During the summer Mrs. Land paid a visit to the home of her mother and sisters in Wingham, Ontario, and when she returned her little sisters, Lizzie, Mable and Fannie, accompanied her.  About three weeks ago Lizzie was taken with a fever, which developed later into typhoid, and though tenderly nursed and skillfully attended the disease made rapid progress in securing a destroying foothold upon her system.  Doctors Bailey and Nagle were the attending physicians, and all that close attention and medical skill could do was done for the sufferer, but in vain.  She was given up at a consultation of doctors Sunday afternoon, and at 12 o'clock the same night passed quietly away, surrounded by weeping friends and relatives.

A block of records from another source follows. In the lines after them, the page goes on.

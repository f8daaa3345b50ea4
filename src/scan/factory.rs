//! Body-based rejection of factories, instances and utility functions.
//!
//! Runs after the name rules. Checks are ordered: an object-literal return
//! is a stronger signal than the absence of markup, so `factory` is tested
//! before `utility`.

use lazy_static::lazy_static;
use regex::Regex;

use super::declarations::{CandidateDeclaration, DeclarationKind};
use super::source::{find_matching, skip_ws, DepthCursor};
use super::{ReasonCode, Verdict};

lazy_static! {
    /// `<Tag` or `<>` in expression position.
    static ref MARKUP: Regex =
        Regex::new(r"(?:^|[(\[{,?:=&|>]|\breturn)\s*<(?:[A-Za-z][\w.:-]*|>)").unwrap();

    /// `return {` or `return ({`
    static ref RETURN_OBJECT: Regex = Regex::new(r"\breturn\s*\(?\s*\{").unwrap();
}

/// One entry of the body rule table.
pub struct BodyRule {
    pub reason: ReasonCode,
    pub rejects: fn(&CandidateDeclaration<'_>) -> bool,
}

/// The ordered body rule table.
pub static BODY_RULES: &[BodyRule] = &[
    BodyRule {
        reason: ReasonCode::Factory,
        rejects: returns_plain_object,
    },
    BodyRule {
        reason: ReasonCode::Instance,
        rejects: is_instance,
    },
    BodyRule {
        reason: ReasonCode::Utility,
        rejects: |c| !contains_markup(c.masked_body),
    },
];

/// Run the body rules against a candidate that passed the name rules.
pub fn detect_factory(candidate: &CandidateDeclaration<'_>) -> Verdict {
    BODY_RULES
        .iter()
        .find(|rule| (rule.rejects)(candidate))
        .map_or(Verdict::Accepted, |rule| Verdict::Rejected(rule.reason))
}

/// True if the masked text contains a markup-shaped expression.
///
/// Comparisons (`a < b`) and type arguments (`useState<string>()`) do not
/// count: the `<` must follow an operator, an opening bracket or `return`.
pub fn contains_markup(masked: &str) -> bool {
    MARKUP.is_match(masked)
}

/// `const x = Name(...)` where `Name` is PascalCase.
pub fn is_instance(candidate: &CandidateDeclaration<'_>) -> bool {
    match &candidate.kind {
        DeclarationKind::ConstCall { callee } => is_pascal_case(callee),
        _ => false,
    }
}

/// Uppercase initial, alphanumeric only, with at least one lowercase letter.
pub fn is_pascal_case(name: &str) -> bool {
    name.starts_with(|c: char| c.is_ascii_uppercase())
        && name.chars().all(|c| c.is_ascii_alphanumeric())
        && name.chars().any(|c| c.is_ascii_lowercase())
}

/// A top-level `return { ... }` (or `=> ({ ... })`) without markup inside.
fn returns_plain_object(candidate: &CandidateDeclaration<'_>) -> bool {
    let body = candidate.masked_body;

    if candidate.expression_body {
        let open = skip_ws(body, 0);
        if body.as_bytes().get(open) != Some(&b'(') {
            return false;
        }
        let brace = skip_ws(body, open + 1);
        return body.as_bytes().get(brace) == Some(&b'{') && object_without_markup(body, brace);
    }

    if !candidate.kind.is_function_like() {
        return false;
    }

    // Only statements directly in the function block count; returns inside
    // callbacks or nested blocks belong to other scopes.
    let mut cursor = DepthCursor::new(body);
    RETURN_OBJECT.find_iter(body).any(|m| {
        cursor.depth_at(m.start()) == 1 && object_without_markup(body, m.end() - 1)
    })
}

fn object_without_markup(body: &str, brace: usize) -> bool {
    match find_matching(body, brace) {
        Some(close) => !contains_markup(&body[brace + 1..close]),
        None => false,
    }
}

#[cfg(test)]
mod tests {
    use super::*;
    use crate::scan::declarations::scan_declarations;
    use crate::scan::source::PreparedSource;

    fn verdict(src: &str) -> Verdict {
        let prepared = PreparedSource::new(src);
        let candidates = scan_declarations(&prepared);
        detect_factory(&candidates[0])
    }

    #[test]
    fn test_markup_shapes() {
        assert!(contains_markup("return <div />"));
        assert!(contains_markup("<>{children}</>"));
        assert!(contains_markup("(<Foo.Bar x={1} />)"));
        assert!(contains_markup("cond && <Spinner />"));
        assert!(contains_markup("ok ? <A /> : <B />"));
        assert!(!contains_markup("if (a < b) return a"));
        assert!(!contains_markup("const [s] = useState<string>('')"));
        assert!(!contains_markup("return i<length"));
    }

    #[test]
    fn test_factory_return_rejected() {
        let v = verdict(
            "function OpenPay() { const generateToken = () => 1; return { generateToken }; }",
        );
        assert_eq!(v, Verdict::Rejected(ReasonCode::Factory));
    }

    #[test]
    fn test_factory_wins_over_incidental_markup() {
        let v = verdict(
            "function Api() { const tpl = (<div />); return { render: () => tpl, url: 'x' }; }",
        );
        assert_eq!(v, Verdict::Rejected(ReasonCode::Factory));
    }

    #[test]
    fn test_arrow_returning_object_literal() {
        let v = verdict("const Store = () => ({ items: [], add(x) { this.items.push(x); } });");
        assert_eq!(v, Verdict::Rejected(ReasonCode::Factory));
    }

    #[test]
    fn test_object_with_markup_is_not_factory() {
        let v = verdict("function Slots() { return { header: <Header />, body: null }; }");
        assert_eq!(v, Verdict::Accepted);
    }

    #[test]
    fn test_nested_object_returns_ignored() {
        let v = verdict(
            r#"function Counter() {
  const [s, set] = useState({ n: 0 });
  const inc = () => set(prev => { return { n: prev.n + 1 }; });
  return <button onClick={inc}>{s.n}</button>;
}"#,
        );
        assert_eq!(v, Verdict::Accepted);
    }

    #[test]
    fn test_instance_rejected() {
        let v = verdict("const openPay = OpenPay();");
        assert_eq!(v, Verdict::Rejected(ReasonCode::Instance));
        let v = verdict("const client = createClient();");
        assert_eq!(v, Verdict::Rejected(ReasonCode::Utility));
    }

    #[test]
    fn test_utility_without_markup() {
        let v = verdict("function Formatter(value) { return String(value).trim(); }");
        assert_eq!(v, Verdict::Rejected(ReasonCode::Utility));
    }

    #[test]
    fn test_markup_in_strings_does_not_count() {
        let v = verdict("function Template() { return '<div>' + \"<span/>\"; }");
        assert_eq!(v, Verdict::Rejected(ReasonCode::Utility));
    }

    #[test]
    fn test_pascal_case() {
        assert!(is_pascal_case("OpenPay"));
        assert!(is_pascal_case("Form2FA"));
        assert!(!is_pascal_case("OPEN_PAY"));
        assert!(!is_pascal_case("URL"));
        assert!(!is_pascal_case("openPay"));
        assert!(!is_pascal_case("Api.create"));
    }
}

Lizzie Gilmore was 13 years of age, womanly in appearance and manners, and intelligent to a degree remarkable in one of her tender years.  Naturally bright and apt of acquisition her mental acquirements were of a character surprising in one so young, and in everything she said and did there was suggested the woman's head posied upon the shoulders of  the child.  Coming of a musical family, she inherited talents in this direction of a rare order, and to other notable lyric accomplishments she added a remarkable proficiency as an instrumentalist.  Youth in the embrace of death is never other than a moving sight, but youth thus gifted, yielding up the hope and the promise of life, how much more lamentable?  Let its accompaniments be what they will, death is a tragedy, deep dark and inexorable, but even here woe has its modifications, and anguish its mitigant.  Friendly voices to nerve the sinking heart, familiar faces to greet the failing eye, kindred hands to clasp the nerveless palm, and that great hope of futurity which lived in the human heart in spite of dogmas and doubts and fears - these are the conditions which disarm dispair in life's supreme ordeal, and if there be aught of satisfying consolation in them, the death of this young girl was peculiarly enviable and happy.  She saw around her couch the familiar forms of friends, she felt upon her brow the touch of tender hands, she knew that bitter tears from sympathic hearts were scalding the cheeks of those who bent so tenderly above her, and she passed to her rest as calmly as summer evening deepens into night.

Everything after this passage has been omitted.